Prima di sospendere una terapia integrativa di vitamina D3 è bene rivalutare i valori ematici presenti e discuterli con il proprio medico. I valori possono essere espressi sia in ng/mL secondo questo schema:

  • carenza: <10 ng/mL
  • insufficienza: 10 – 30 ng/mL
  • sufficienza: 30 – 100 ng/mL
  • tossicità: >100 ng/mL

oppure in nmo/L (con un fattore di conversione di circa 2,5):

  • carenza: <25 nmoli/L
  • insufficienza: 25 – 75 nmoli/L
  • sufficienza: 75 – 250 nmoli/L
  • tossicità: >250 nmoli/L

Alcuni laboratori continuano a proporre una vecchia indicazione di normalità al di sopra dei 20 ng/mL e si aspetta solo che si aggiornino… Le linee guida internazionali parlano specificamente di 30 ng/mL come limite minimo.

Nel corso del 2018 è stata pubblicata la “linea guida sulla integrazione della vitamina D” che ha ridefinito i 30 ng/mL come limite inferiore e il trattamento integrativo, in caso di carenza o di insufficienza, di 50.000 UI di colecalciferolo/settimana per 6 settimane per poi calare a 50.000/25.000 ogni 2-3 o 4 settimane in relazione al controllo clinico o 3000-2000 UI/die. Valutando quindi quale sia il livello di assorbimento nel corso del tempo (Pludowsky P et al, Journal of Steroid Biochemistry & Molecular Biology 175 (2018) 125–135. Vitamin D supplementation guidelines).

La vitamina D non va prescritta per un periodo. Va prescritta e ricontrollata alla fine del periodo, per capire quali condizioni abbiano impedito fin da prima di assorbirla in modo adeguato. 

L’equilibrio tra assunzione, assorbimento e trasformazione della vitamina D dipende in fortissima parte dalla funzione digestiva. In molti casi diventa necessario utilizzare degli enzimi per aiutare l’assorbimento e comunque intervenire appena si percepisce una qualsivoglia resistenza al raggiungimento dei livelli giusti (sopra ai 30 ng/mL).

Quando tra i sintomi clinici si evidenziano anche delle reazioni dermatitiche capita spesso che sia coinvolto un eccesso alimentare di nichel e che una infiammazione correlata con l’assunzione di questo grande gruppo alimentare sia responsabile, almeno in parte della sintomatologia presentata.

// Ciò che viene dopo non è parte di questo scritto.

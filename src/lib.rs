//! assoc-maps: generic key-value containers with one shared contract.
//!
//! Internal Design:
//!
//! Summary
//! - Goal: an ordered map that stays height-balanced under any sequence of
//!   inserts and removes, and a chaining hash table whose slot array grows
//!   along a fixed sequence of primes.
//! - Containers:
//!   - AvlMap<K, V>: AVL tree over a `SlotMap` arena. Every node caches its
//!     height, subtree size and balance factor; insert/remove recompute them
//!     on the way back up and rotate where a balance factor reaches ±2.
//!   - BstMap<K, V>: the same contract with no rebalancing. Kept as the
//!     baseline the AVL map is measured against.
//!   - HashTable<K, V, S>: a `Vec` of `ChainBucket`s. Grows one prime step
//!     before an insert that would push the load factor to 0.75, moving
//!     every entry to the bucket chosen by its hash under the new count.
//!   - ChainBucket<K, V>: singly-linked chain for one slot; appends new keys
//!     at the tail and rejects duplicates.
//!
//! Duplicate keys
//! - Every container takes a `DuplicatePolicy`. `Reject` (the default)
//!   returns `Err(InsertError::DuplicateKey)` and keeps the stored value;
//!   `Upsert` replaces the value and returns the old one. No container
//!   swallows a duplicate silently.
//!
//! Counting
//! - `len()` is O(1) everywhere: the trees read the root's cached subtree
//!   size, the table keeps an entry counter. Removing an absent key never
//!   changes it.
//!
//! Growth
//! - Slot counts run 31, 61, 127, ... 2147483647. After the last prime the
//!   table keeps accepting entries and reports `GrowthStatus::Exhausted`; a
//!   warning is logged through `log` when that happens, growth events are
//!   logged at debug level.
//!
//! Concurrency
//! - Single-threaded and synchronous. Mutation takes `&mut self`; nothing is
//!   locked internally. The containers are `Send`/`Sync` whenever their keys,
//!   values and hasher are, so sharing across threads means wrapping them in
//!   a `Mutex` (or similar) held by the caller.
//!
//! Non-goals
//! - No serialization, no iteration order beyond each structure's natural
//!   traversal (key order for the trees, bucket-then-chain order for the
//!   table), no comparator other than `Ord` / `BuildHasher`.
//!
//! ```
//! use assoc_maps::{AvlMap, DuplicatePolicy, HashTable, InsertError, KeyValueMap};
//!
//! let mut tree = AvlMap::new();
//! for k in 1..=7 {
//!     tree.insert(k, k * 10).unwrap();
//! }
//! assert_eq!(tree.height(), Some(2));
//! assert_eq!(tree.insert(3, 0), Err(InsertError::DuplicateKey));
//!
//! let mut table = HashTable::with_policy(DuplicatePolicy::Upsert);
//! table.insert("a", 1).unwrap();
//! assert_eq!(table.insert("a", 2), Ok(Some(1)));
//!
//! fn total<M: KeyValueMap<i32, i32>>(m: &M, keys: &[i32]) -> i32 {
//!     keys.iter().filter_map(|k| m.get(k)).sum()
//! }
//! assert_eq!(total(&tree, &[1, 2, 99]), 30);
//! ```

mod avl_map;
mod avl_map_proptest;
mod bst_map;
pub mod chain_bucket;
pub mod hash_table;
mod hash_table_proptest;
mod map;

// Public surface
pub use avl_map::AvlMap;
pub use bst_map::BstMap;
pub use chain_bucket::ChainBucket;
pub use hash_table::{GrowthStatus, HashTable, PRIMES};
pub use map::{DuplicatePolicy, InsertError, KeyValueMap};

pub mod iter {
    //! Iterator types returned by the containers.
    pub use crate::avl_map::{Iter as AvlIter, LevelOrder as AvlLevelOrder};
    pub use crate::bst_map::Iter as BstIter;
    pub use crate::chain_bucket::{IntoIter as BucketIntoIter, Iter as BucketIter};
    pub use crate::hash_table::Iter as HashTableIter;
}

È importante capire che il nichel in sé non rappresenta un veleno e che solo da un certo livello in avanti la sua assunzione può dare fastidio ad alcune persone.

La risposta a questo metallo, fortunatamente, è sempre individuale e evidenzia che dipende da altri elementi che non sono solo il contenuto specifico di nichel.

Un cibo non fa male “perché contiene nichel”, come molti sostengono, ma perché ne contiene “individualmente troppo” e spesso perché è associato ad altre sostanze che facilitano la reattività dell’organismo nei suoi confronti (come avviene per i grassi cotti industriali o per la reazione di Maillard che rende colorate le superfici di alcuni cibi (come i semi oleosi roasted) e accentuano la produzione di anticorpi contro il cibo stesso.

Una mandorla seccata può non dare fastidio (nonostante il nichel che contiene), ma la sua preparazione “roasted” determina una reazione molto intensa verso quel cibo (Chinthrajah RS et al, J Allergy Clin Immunol. 2016 Apr;137(4):984-97. doi: 10.1016/j.jaci.2016.02.004).

Negli ultimi due anni stiamo capendo che il nichel contenuto negli alimenti che reagiscono nell’organismo è molto frequentemente un segnalatore di contatto con metalli pesanti anche di altro tipo.

Si sta verificando ad esempio che il nichel contenuto in un frutto reagisce molto di più nell’organismo se è affiancato da altri metalli pesanti come il Cadmio o il Cromo, indicatori di una possibile contaminazione dei terreni o di un eccessivo sfruttamento degli stessi con fertilizzanti chimici. 

Questo porta a confermare quanto da anni stiamo facendo nel Centro SMA di Milano per il trattamento delle forme di reazione al nichel attraverso percorsi terapeutici specifici.

Il profilo alimentare personale di chi soffre di geloni, di ragadi o di dermatite durante la stagione fredda va approfondito anche con la conoscenza dei livelli di infiammazione da cibo e da zuccheri.

L’integrazione tra una dieta di controllo infiammatorio, l’assunzione di vitamina D3 e di minerali adatti ad affrontare l’inverno diventa lo strumento più rilevante per passare la stagione fredda senza sofferenze inutili sulla pelle.